Allerdings ist nicht nur diese Holly stets präsent, sondern auch die seltsame Galerie von Gestalten, die schon bald ihr Appartement stürmt. Der Schauspieler kommentiert sie nicht nur, er lässt sie an diesem Abend einfach alle auftreten und wird für dieses Frühstück bei Tiffany zum vielstimmigen Verwandlungskünstler.

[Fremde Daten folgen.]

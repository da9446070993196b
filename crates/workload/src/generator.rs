//! Seeded operation generator
//!
//! Every slot consumes randomness in the same order:
//!
//! 1. action class (create / mutate / delete), weighted by keyspace fill
//! 2. key slot (uniform, or a live key with probability `hot_key_bias`)
//! 3. value type from the enabled types
//! 4. operation kind for the resolved type
//! 5. operation parameters
//!
//! Steps 1 to 3 are drawn even when the outcome makes them irrelevant, so the
//! sequence depends only on the seed and the configuration.

use rand::distributions::Alphanumeric;
use rand::Rng;
use serde_json::json;
use tracing::debug;

use kvparity_core::{Operation, OperationSpec, ValueType, WorkloadConfig};

use crate::run_state::{key_name, KeySlot, RunState};

const SET_MEMBERS: u32 = 32;
const HASH_FIELDS: u32 = 8;
const HASH_COUNTERS: u32 = 4;
const ZSET_MEMBERS: u32 = 32;
const MAX_ELEMENTS: usize = 4;
const LIST_KEEP: i64 = 16;
const EXPIRE_SECONDS: std::ops::RangeInclusive<u64> = 1..=30;

/// JSON path incremented by `JSON.NUMINCRBY`; every generated document has it
pub const JSON_COUNTER_PATH: &str = "$.counter";

#[derive(Debug, Clone, Copy, PartialEq, Eq)]
enum Action {
    Create,
    Mutate,
    Delete,
}

#[derive(Debug, Clone, Copy, PartialEq, Eq)]
enum Kind {
    Create,
    Mutate(u8),
    Del,
    Expire,
}

/// Produce up to `batch_size` operations, advancing `state`.
///
/// A delete-then-create pair is never split across batches, so a batch may
/// exceed `batch_size` by one. Returns fewer operations (possibly none) once
/// the operation ceiling is reached.
///
/// `config` is expected to have passed [`WorkloadConfig::validate`]; a
/// config with no keys, no databases or no enabled types yields nothing.
pub fn next_batch(state: &mut RunState, config: &WorkloadConfig, batch_size: usize) -> Vec<OperationSpec> {
    let ceiling = config.op_ceiling();
    let enabled = config.enabled_types();
    if config.keys == 0 || config.dbcount == 0 || enabled.is_empty() {
        state.mark_exhausted();
        return Vec::new();
    }
    let mut batch = Vec::with_capacity(batch_size + 1);

    while batch.len() < batch_size {
        if state.operations() >= ceiling {
            state.mark_exhausted();
            break;
        }
        let planned = plan_slot(state, config, &enabled);
        if state.operations() + planned.len() as u64 > ceiling {
            state.mark_exhausted();
            break;
        }
        for (slot, op) in planned {
            apply(state, slot, &op);
            batch.push(OperationSpec {
                seq: state.next_seq(),
                db: slot.0,
                key: key_name(slot.1),
                op,
            });
        }
    }

    debug!(
        target: "kvparity::workload",
        ops = batch.len(),
        total = state.operations(),
        live = state.live_keys(),
        "Generated batch"
    );
    batch
}

/// Operations for one slot, not yet applied to `state`
fn plan_slot(state: &mut RunState, config: &WorkloadConfig, enabled: &[ValueType]) -> Vec<(KeySlot, Operation)> {
    let action = draw_action(state, config);
    let slot = draw_slot(state, config, action);
    let drawn_type = enabled[state.rng.gen_range(0..enabled.len())];
    let current = state.type_of(slot);
    let volatile = state.is_volatile(slot);

    let value_type = match (action, current) {
        (Action::Mutate, Some(t)) if enabled.contains(&t) => t,
        _ => drawn_type,
    };
    let kind = draw_kind(state, config, action, value_type, current.is_some());

    let mut ops = Vec::with_capacity(2);
    match kind {
        Kind::Del => ops.push((slot, Operation::Del)),
        Kind::Expire => ops.push((slot, Operation::Expire {
            seconds: state.rng.gen_range(EXPIRE_SECONDS),
        })),
        Kind::Create | Kind::Mutate(_) => {
            let clash = volatile || current.is_some_and(|t| t != value_type);
            if clash {
                ops.push((slot, Operation::Del));
            }
            let op = match kind {
                Kind::Mutate(n) if !clash && current.is_some() => mutator(state, config, value_type, n),
                _ => creator(state, config, value_type),
            };
            ops.push((slot, op));
        }
    }
    ops
}

fn draw_action(state: &mut RunState, config: &WorkloadConfig) -> Action {
    let keys = config.keys as f64;
    let deficit = (keys - state.live_keys() as f64) / keys;
    let p_create = (0.2 + deficit).clamp(0.05, 0.9);
    let p_delete = (0.05 - deficit).clamp(0.02, 0.5);
    let roll: f64 = state.rng.gen();
    if roll < p_create {
        Action::Create
    } else if roll < p_create + p_delete {
        Action::Delete
    } else {
        Action::Mutate
    }
}

fn draw_slot(state: &mut RunState, config: &WorkloadConfig, action: Action) -> KeySlot {
    let hot = state.rng.gen_bool(config.hot_key_bias);
    let db = state.rng.gen_range(0..config.dbcount);
    let index = state.rng.gen_range(0..config.keys);
    if action != Action::Create && hot && state.live_keys() > 0 {
        let position = state.rng.gen_range(0..state.live_keys());
        state.live_at(position)
    } else {
        (db, index)
    }
}

fn draw_kind(
    state: &mut RunState,
    config: &WorkloadConfig,
    action: Action,
    value_type: ValueType,
    exists: bool,
) -> Kind {
    let nondeterministic = config.allow_non_deterministic_actions;
    match action {
        Action::Delete => {
            let expire = state.rng.gen_bool(0.5);
            if nondeterministic && exists && expire {
                Kind::Expire
            } else {
                Kind::Del
            }
        }
        Action::Create => Kind::Create,
        Action::Mutate => {
            let kinds = mutator_count(value_type, nondeterministic);
            Kind::Mutate(state.rng.gen_range(0..kinds))
        }
    }
}

/// Mutators per type: String {Append, Set}, List {RPush, LPush, LTrim},
/// Set {SAdd, SPop}, Hash {HSet, HIncrBy}, ZSet {ZAdd, ZIncrBy},
/// Json {JsonNumIncrBy, JsonSet}; `SPop` only when non-deterministic
/// actions are allowed.
fn mutator_count(value_type: ValueType, nondeterministic: bool) -> u8 {
    match value_type {
        ValueType::List => 3,
        ValueType::Set if !nondeterministic => 1,
        _ => 2,
    }
}

fn mutator(state: &mut RunState, config: &WorkloadConfig, value_type: ValueType, n: u8) -> Operation {
    let rng = &mut state.rng;
    match (value_type, n) {
        (ValueType::String, 0) => Operation::Append {
            value: payload(rng, config.value_size),
        },
        (ValueType::List, 1) => Operation::LPush {
            values: elements(rng, config.value_size),
        },
        (ValueType::List, 2) => Operation::LTrim {
            start: 0,
            stop: rng.gen_range(0..LIST_KEEP),
        },
        (ValueType::Set, 1) => Operation::SPop,
        (ValueType::Hash, 1) => Operation::HIncrBy {
            field: format!("n{}", rng.gen_range(0..HASH_COUNTERS)),
            delta: rng.gen_range(-100..=100),
        },
        (ValueType::ZSet, 1) => Operation::ZIncrBy {
            member: format!("z{}", rng.gen_range(0..ZSET_MEMBERS)),
            delta: quarter(rng, 40),
        },
        (ValueType::Json, 0) => Operation::JsonNumIncrBy {
            path: JSON_COUNTER_PATH.to_string(),
            delta: rng.gen_range(-50..=50),
        },
        _ => creator(state, config, value_type),
    }
}

fn creator(state: &mut RunState, config: &WorkloadConfig, value_type: ValueType) -> Operation {
    let rng = &mut state.rng;
    match value_type {
        ValueType::String => Operation::Set {
            value: payload(rng, config.value_size),
        },
        ValueType::List => Operation::RPush {
            values: elements(rng, config.value_size),
        },
        ValueType::Set => {
            let count = rng.gen_range(1..=MAX_ELEMENTS);
            Operation::SAdd {
                members: (0..count)
                    .map(|_| format!("m{}", rng.gen_range(0..SET_MEMBERS)))
                    .collect(),
            }
        }
        ValueType::Hash => {
            let count = rng.gen_range(1..=MAX_ELEMENTS);
            Operation::HSet {
                fields: (0..count)
                    .map(|_| {
                        let field = format!("f{}", rng.gen_range(0..HASH_FIELDS));
                        (field, payload(rng, config.value_size))
                    })
                    .collect(),
            }
        }
        ValueType::ZSet => {
            let count = rng.gen_range(1..=MAX_ELEMENTS);
            Operation::ZAdd {
                members: (0..count)
                    .map(|_| {
                        let score = quarter(rng, 400);
                        (score, format!("z{}", rng.gen_range(0..ZSET_MEMBERS)))
                    })
                    .collect(),
            }
        }
        ValueType::Json => {
            let tags: Vec<String> = (0..rng.gen_range(0..=3))
                .map(|_| payload(rng, config.value_size.min(8)))
                .collect();
            Operation::JsonSet {
                document: json!({
                    "counter": rng.gen_range(-1000i64..=1000),
                    "name": payload(rng, config.value_size),
                    "tags": tags,
                    "nested": {
                        "flag": rng.gen_bool(0.5),
                        "score": quarter(rng, 400),
                    },
                }),
            }
        }
    }
}

fn apply(state: &mut RunState, slot: KeySlot, op: &Operation) {
    match op {
        Operation::Del => state.record_delete(slot),
        Operation::Expire { .. } | Operation::SPop => state.record_volatile(slot),
        other => {
            if let Some(value_type) = other.value_type() {
                state.record_write(slot, value_type);
            }
        }
    }
}

/// Alphanumeric payload of 1..=`max_len` bytes
fn payload<R: Rng>(rng: &mut R, max_len: usize) -> String {
    let len = rng.gen_range(1..=max_len.max(1));
    (0..len).map(|_| char::from(rng.sample(Alphanumeric))).collect()
}

fn elements<R: Rng>(rng: &mut R, max_len: usize) -> Vec<String> {
    let count = rng.gen_range(1..=MAX_ELEMENTS);
    (0..count).map(|_| payload(rng, max_len)).collect()
}

/// Multiple of 0.25 in `[-span/4, span/4]`; exact in binary floating point
fn quarter<R: Rng>(rng: &mut R, span: i64) -> f64 {
    rng.gen_range(-span..=span) as f64 / 4.0
}

#[cfg(test)]
mod tests {
    use super::*;

    fn config() -> WorkloadConfig {
        WorkloadConfig::default().with_keys(100).with_seed(7)
    }

    #[test]
    fn test_batch_size_and_sequence() {
        let config = config();
        let mut state = RunState::new(&config);
        let batch = next_batch(&mut state, &config, 50);
        assert!(batch.len() == 50 || batch.len() == 51);
        for (i, spec) in batch.iter().enumerate() {
            assert_eq!(spec.seq, i as u64);
        }
        assert_eq!(state.operations(), batch.len() as u64);
    }

    #[test]
    fn test_empty_keyspace_yields_nothing() {
        let configs = [
            config().with_keys(0),
            config().with_dbcount(0),
            ValueType::ALL
                .iter()
                .fold(config(), |c, t| c.without_type(*t)),
        ];
        for config in configs {
            let mut state = RunState::new(&config);
            assert!(next_batch(&mut state, &config, 10).is_empty());
            assert!(state.is_exhausted());
        }
    }

    #[test]
    fn test_first_batch_mostly_creates() {
        let config = config();
        let mut state = RunState::new(&config);
        let batch = next_batch(&mut state, &config, 20);
        let creates = batch.iter().filter(|s| s.op.creates_key()).count();
        assert!(creates > batch.len() / 2);
    }

    #[test]
    fn test_ceiling_is_never_exceeded() {
        let config = WorkloadConfig::default()
            .with_keys(10)
            .with_max_ops_multiplier(3);
        let mut state = RunState::new(&config);
        let mut total = 0;
        for _ in 0..100 {
            total += next_batch(&mut state, &config, 7).len();
        }
        assert!(total as u64 <= config.op_ceiling());
        assert!(state.is_exhausted());
        assert!(next_batch(&mut state, &config, 7).is_empty());
    }

    #[test]
    fn test_no_nondeterministic_ops_unless_allowed() {
        let config = config();
        let mut state = RunState::new(&config);
        for _ in 0..20 {
            for spec in next_batch(&mut state, &config, 100) {
                assert!(!spec.op.is_non_deterministic(), "{:?}", spec);
            }
        }
    }

    #[test]
    fn test_nondeterministic_ops_when_allowed() {
        let config = config().with_non_deterministic_actions(true);
        let mut state = RunState::new(&config);
        let mut seen = false;
        for _ in 0..20 {
            seen |= next_batch(&mut state, &config, 100)
                .iter()
                .any(|s| s.op.is_non_deterministic());
        }
        assert!(seen);
    }

    #[test]
    fn test_unsupported_types_never_generated() {
        let config = config()
            .without_type(ValueType::Json)
            .without_type(ValueType::ZSet);
        let mut state = RunState::new(&config);
        for _ in 0..20 {
            for spec in next_batch(&mut state, &config, 100) {
                let t = spec.op.value_type();
                assert_ne!(t, Some(ValueType::Json));
                assert_ne!(t, Some(ValueType::ZSet));
            }
        }
    }

    #[test]
    fn test_keys_within_namespace() {
        let config = config().with_dbcount(3);
        let mut state = RunState::new(&config);
        for spec in next_batch(&mut state, &config, 500) {
            assert!(spec.db < 3);
            let index: u64 = spec.key.strip_prefix("kp:").unwrap().parse().unwrap();
            assert!(index < config.keys);
        }
    }

    #[test]
    fn test_quarter_is_exact() {
        let mut state = RunState::with_seed(3);
        for _ in 0..100 {
            let q = quarter(&mut state.rng, 40);
            assert_eq!((q * 4.0).fract(), 0.0);
            assert!((-10.0..=10.0).contains(&q));
        }
    }

    #[test]
    fn test_json_documents_carry_counter() {
        let mut state = RunState::with_seed(5);
        let config = config();
        match creator(&mut state, &config, ValueType::Json) {
            Operation::JsonSet { document } => assert!(document["counter"].is_i64()),
            other => panic!("unexpected {:?}", other),
        }
    }
}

Regisseurin Linda Riebau hat die Bühne mit vielen mehrdeutigen Requisiten ausgestattet. Zunächst lässt der Raum an ein Stillleben denken, in dem sich Erinnerungsspuren angesammelt haben. An der Garderobe hängen Handtasche, Perlenkette und Sonnenbrille, weil sie in mehreren Episoden eine Rolle spielen, genauso wie das Plüschpferd, das auf der Anrichte posiert, oder das Bett, das mit seidigem Glanz veredelt wurde. Auf dem leeren Tisch halten die Bleistifte im Glas die Stellung, bis sie als Zigarettenspitzen zum Einsatz kommen und das Fenster an der Bühnenrückwand lässt nicht nur auf eine symbolische Feuerleiter wie auf einen Fluchtweg blicken, sondern auch auf Hollys Aufstiegsträume und die Absturzgefahren. Noch muss sich das wagemutige Glamourgirl für alles und jeden prostituieren, aber es ist ihre Show und davon wird sie niemand abhalten. 

Jan Kämmerer wird immer wieder nach einem Requisit greifen und sich dann mit dem Martiniglas in der Hand an eine turbulente Nacht erinnern, als Hollys vorübergehende Mitbewohnerin Meg mal wieder aus der Rolle fiel. Dann nimmt seine Stimme einen schrillen Tonfall an; anders als bei den vielen älteren Galanen, die ständig klingelten. Da genügt manchmal schon, wenn er die die Tür an der Bühnenseite aufreißt, über die Schwelle nach draußen tritt, um die Episoden mit diesem kindisch verspielten Millionär Revue passieren zu lassen und was es mit diesem Brasilianer auf sich hat, den Holly sich für ihre Zukunftsträume angeln möchte. Natürlich wird sich der Schauspieler mit ihr auch in diesem Bühnenraum am Schaufenster von Tiffany spiegeln, weil dort Glanz, Glamour und Wohlstand so souverän zur Schau gestellt werden. Er wird mit ihr einen wilden Ritt durch den New Yorker Stadtpark riskieren, ihr Mafia-Fiasko abmildern und auch ihren Ehemann und die Flucht aus einer Geschichte von armseligen Überlebenskämpfen in die Flucht schlagen.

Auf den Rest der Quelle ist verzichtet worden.